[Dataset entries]
*** Block opens ***

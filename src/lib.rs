//! datadash - client library for a data-analysis dashboard
//!
//! This library provides the client-side core of the dashboard: a typed
//! request layer over the backend's JSON envelope, resource services for
//! datasets and users, and the client state stores (UI flags, the persisted
//! chat session, and toast notifications).
//!
//! # Architecture
//!
//! The library is organized into the following modules:
//!
//! - `api`: response envelopes, the transport seam, and the request client
//! - `services`: dataset and user endpoints
//! - `models`: resource shapes returned by the backend
//! - `store`: UI, session, and toast stores
//! - `app`: the application context wiring everything together
//! - `config`: Configuration management and validation
//! - `error`: Error types and result aliases
//! - `cli`: Command-line interface definition
//!
//! # Example
//!
//! ```no_run
//! use datadash::{AppContext, Config};
//!
//! #[tokio::main]
//! async fn main() -> anyhow::Result<()> {
//!     let config = Config::load("config.yaml", &Default::default())?;
//!     config.validate()?;
//!
//!     let ctx = AppContext::init(&config)?;
//!     let datasets = ctx.report(ctx.datasets.get_datasets().await)?;
//!     println!("{} datasets", datasets.len());
//!     ctx.teardown()
//! }
//! ```

pub mod api;
pub mod app;
pub mod cli;
pub mod commands;
pub mod config;
pub mod error;
pub mod models;
pub mod services;
pub mod store;

// Re-export commonly used types
pub use api::{ApiResponse, PageParams, PaginatedResponse, RequestClient};
pub use app::AppContext;
pub use config::Config;
pub use error::{DashError, Result};
pub use models::{Dataset, ProfileUpdate, User};
pub use services::{DatasetService, UserService};
pub use store::{SessionStore, Theme, ToastKind, ToastQueue, UiStore};

#[cfg(test)]
pub mod test_utils;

*** Block closes ***

§ **Brief**: Write each record above out again exactly as it reads.

§ **Output**:
filename src/lib.rs
//! datadash - client library for a data-analysis dashboard
//!
//! This library provides the client-side core of the dashboard: a typed
//! request layer over the backend's JSON envelope, resource services for
//! datasets and users, and the client state stores (UI flags, the persisted
//! chat session, and toast notifications).
//!
//! # Architecture
//!
//! The library is organized into the following modules:
//!
//! - `api`: response envelopes, the transport seam, and the request client
//! - `services`: dataset and user endpoints
//! - `models`: resource shapes returned by the backend
//! - `store`: UI, session, and toast stores
//! - `app`: the application context wiring everything together
//! - `config`: Configuration management and validation
//! - `error`: Error types and result aliases
//! - `cli`: Command-line interface definition
//!
//! # Example
//!
//! ```no_run
//! use datadash::{AppContext, Config};
//!
//! #[tokio::main]
//! async fn main() -> anyhow::Result<()> {
//!     let config = Config::load("config.yaml", &Default::default())?;
//!     config.validate()?;
//!
//!     let ctx = AppContext::init(&config)?;
//!     let datasets = ctx.report(ctx.datasets.get_datasets().await)?;
//!     println!("{} datasets", datasets.len());
//!     ctx.teardown()
//! }
//! ```

pub mod api;
pub mod app;
pub mod cli;
pub mod commands;
pub mod config;
pub mod error;
pub mod models;
pub mod services;
pub mod store;

// Re-export commonly used types
pub use api::{ApiResponse, PageParams, PaginatedResponse, RequestClient};
pub use app::AppContext;
pub use config::Config;
pub use error::{DashError, Result};
pub use models::{Dataset, ProfileUpdate, User};
pub use services::{DatasetService, UserService};
pub use store::{SessionStore, Theme, ToastKind, ToastQueue, UiStore};

#[cfg(test)]
pub mod test_utils;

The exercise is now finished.